Recorded data:
//! Document commands: cat, write, mv, rm.

use std::io::Read;

use serde::Serialize;
use tracing::debug;

use super::{block_on, check, open_session, require_document, validate_path};
use crate::cli::Target;
use crate::error::{Error, Result};
use crate::model::{Phase, TreeEntry};
use crate::workspace::CLOSE_FLUSH_DEADLINE;

#[derive(Serialize)]
struct WriteOutput<'a> {
    path: &'a str,
    bytes: usize,
    created: bool,
}

#[derive(Serialize)]
struct RenameOutput<'a> {
    from: &'a str,
    to: &'a str,
    #[serde(skip_serializing_if = "Option::is_none")]
    warning: Option<String>,
}

#[derive(Serialize)]
struct DeleteOutput<'a> {
    path: &'a str,
    deleted: bool,
}

/// Print a document's stored content.
pub fn execute_cat(target: Target<'_>, path: &str, json: bool) -> Result<()> {
    block_on(cat(target, path, json))?
}

async fn cat(target: Target<'_>, path: &str, json: bool) -> Result<()> {
    let session = open_session(target, false).await?;
    require_document(&session, path)?;
    let document = session.open(path).await?;

    if json {
        println!("{}", serde_json::to_string(&document)?);
    } else {
        print!("{}", document.content);
        if !document.content.ends_with('\n') {
            println!();
        }
    }
    Ok(())
}

/// Write `content` (or stdin) to `path` and save it.
pub fn execute_write(target: Target<'_>, path: &str, content: Option<&str>, json: bool) -> Result<()> {
    validate_path(path)?;
    let content = match content {
        Some(content) => content.to_string(),
        None => {
            let mut buf = String::new();
            std::io::stdin().read_to_string(&mut buf)?;
            buf
        }
    };

    block_on(write(target, path, &content, json))?
}

async fn write(target: Target<'_>, path: &str, content: &str, json: bool) -> Result<()> {
    let session = open_session(target, false).await?;
    let tree = session.tree();
    let created = match TreeEntry::find(&tree, path) {
        Some(entry) if entry.is_dir => {
            return Err(Error::InvalidPath(format!("{path} is a directory")));
        }
        Some(_) => {
            session.open(path).await?;
            false
        }
        None => {
            session.create(path).await?;
            true
        }
    };

    session.edit(content).await;
    check(session.save().await)?;
    session.close(CLOSE_FLUSH_DEADLINE).await;
    debug!(path, created, "Document written");

    if json {
        let output = WriteOutput {
            path,
            bytes: content.len(),
            created,
        };
        println!("{}", serde_json::to_string(&output)?);
    } else {
        let verb = if created { "Created" } else { "Saved" };
        println!("{verb} {path} ({} bytes)", content.len());
    }
    Ok(())
}

/// Rename a document.
pub fn execute_mv(target: Target<'_>, from: &str, to: &str, json: bool) -> Result<()> {
    validate_path(to)?;
    block_on(mv(target, from, to, json))?
}

async fn mv(target: Target<'_>, from: &str, to: &str, json: bool) -> Result<()> {
    let session = open_session(target, false).await?;
    require_document(&session, from)?;
    if TreeEntry::find(&session.tree(), to).is_some() {
        return Err(Error::InvalidArgument(format!("{to} already exists")));
    }

    check(session.rename_document(from, to).await)?;

    // The rename stands even if the follow-up commit failed.
    let status = session.transient_status();
    let warning = (status.phase == Phase::Error).then_some(status.message);

    if json {
        let output = RenameOutput { from, to, warning };
        println!("{}", serde_json::to_string(&output)?);
    } else {
        println!("Renamed {from} -> {to}");
        if let Some(warning) = warning {
            eprintln!("Warning: {warning}");
        }
    }
    Ok(())
}

/// Delete a document.
pub fn execute_rm(target: Target<'_>, path: &str, json: bool) -> Result<()> {
    block_on(rm(target, path, json))?
}

async fn rm(target: Target<'_>, path: &str, json: bool) -> Result<()> {
    let session = open_session(target, false).await?;
    require_document(&session, path)?;
    check(session.delete_document(path).await)?;

    if json {
        let output = DeleteOutput { path, deleted: true };
        println!("{}", serde_json::to_string(&output)?);
    } else {
        println!("Deleted {path}");
    }
    Ok(())
}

• _YOUR INSTRUCTIONS_: Every line that holds the word "format" should be copied from the records.

• _ANSWER FOR THIS EXERCISE_:
            return Err(Error::InvalidPath(format!("{path} is a directory")));
        return Err(Error::InvalidArgument(format!("{to} already exists")));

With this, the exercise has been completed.